Work instruction. Copy each line containing the word "json" from the records that follow, please.

Recorded data.
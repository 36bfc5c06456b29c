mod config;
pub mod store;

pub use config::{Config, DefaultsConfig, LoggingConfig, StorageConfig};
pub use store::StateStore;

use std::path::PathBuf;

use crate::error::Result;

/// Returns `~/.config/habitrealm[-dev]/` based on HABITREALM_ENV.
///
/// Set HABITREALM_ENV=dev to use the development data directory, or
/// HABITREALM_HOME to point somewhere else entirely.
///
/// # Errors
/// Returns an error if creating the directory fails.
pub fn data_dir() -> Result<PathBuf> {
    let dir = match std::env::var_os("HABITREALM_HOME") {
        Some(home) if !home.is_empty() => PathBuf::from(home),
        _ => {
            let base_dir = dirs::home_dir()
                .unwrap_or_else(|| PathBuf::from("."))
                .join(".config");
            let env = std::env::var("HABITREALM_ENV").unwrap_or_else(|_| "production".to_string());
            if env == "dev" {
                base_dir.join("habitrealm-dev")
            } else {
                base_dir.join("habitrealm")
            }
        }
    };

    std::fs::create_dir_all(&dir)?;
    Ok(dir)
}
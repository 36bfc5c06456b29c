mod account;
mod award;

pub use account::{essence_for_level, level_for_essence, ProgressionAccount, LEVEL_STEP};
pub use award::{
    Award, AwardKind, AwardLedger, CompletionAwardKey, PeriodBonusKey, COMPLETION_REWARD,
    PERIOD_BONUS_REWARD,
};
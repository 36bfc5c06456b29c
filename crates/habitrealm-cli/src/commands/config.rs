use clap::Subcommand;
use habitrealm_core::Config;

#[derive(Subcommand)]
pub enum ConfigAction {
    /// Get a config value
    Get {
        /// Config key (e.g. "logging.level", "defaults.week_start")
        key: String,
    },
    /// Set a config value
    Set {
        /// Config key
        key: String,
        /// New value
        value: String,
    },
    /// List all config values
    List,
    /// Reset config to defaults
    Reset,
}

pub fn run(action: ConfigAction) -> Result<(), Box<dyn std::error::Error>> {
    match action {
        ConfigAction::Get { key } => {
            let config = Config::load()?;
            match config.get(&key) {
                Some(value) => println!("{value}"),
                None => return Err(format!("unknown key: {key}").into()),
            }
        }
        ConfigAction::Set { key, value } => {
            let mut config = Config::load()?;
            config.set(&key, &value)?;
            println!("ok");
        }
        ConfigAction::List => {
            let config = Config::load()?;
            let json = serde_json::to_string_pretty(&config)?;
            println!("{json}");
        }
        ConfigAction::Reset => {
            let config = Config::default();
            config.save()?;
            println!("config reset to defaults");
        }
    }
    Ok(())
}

Response to the task.
            let json = serde_json::to_string_pretty(&config)?;
            println!("{json}");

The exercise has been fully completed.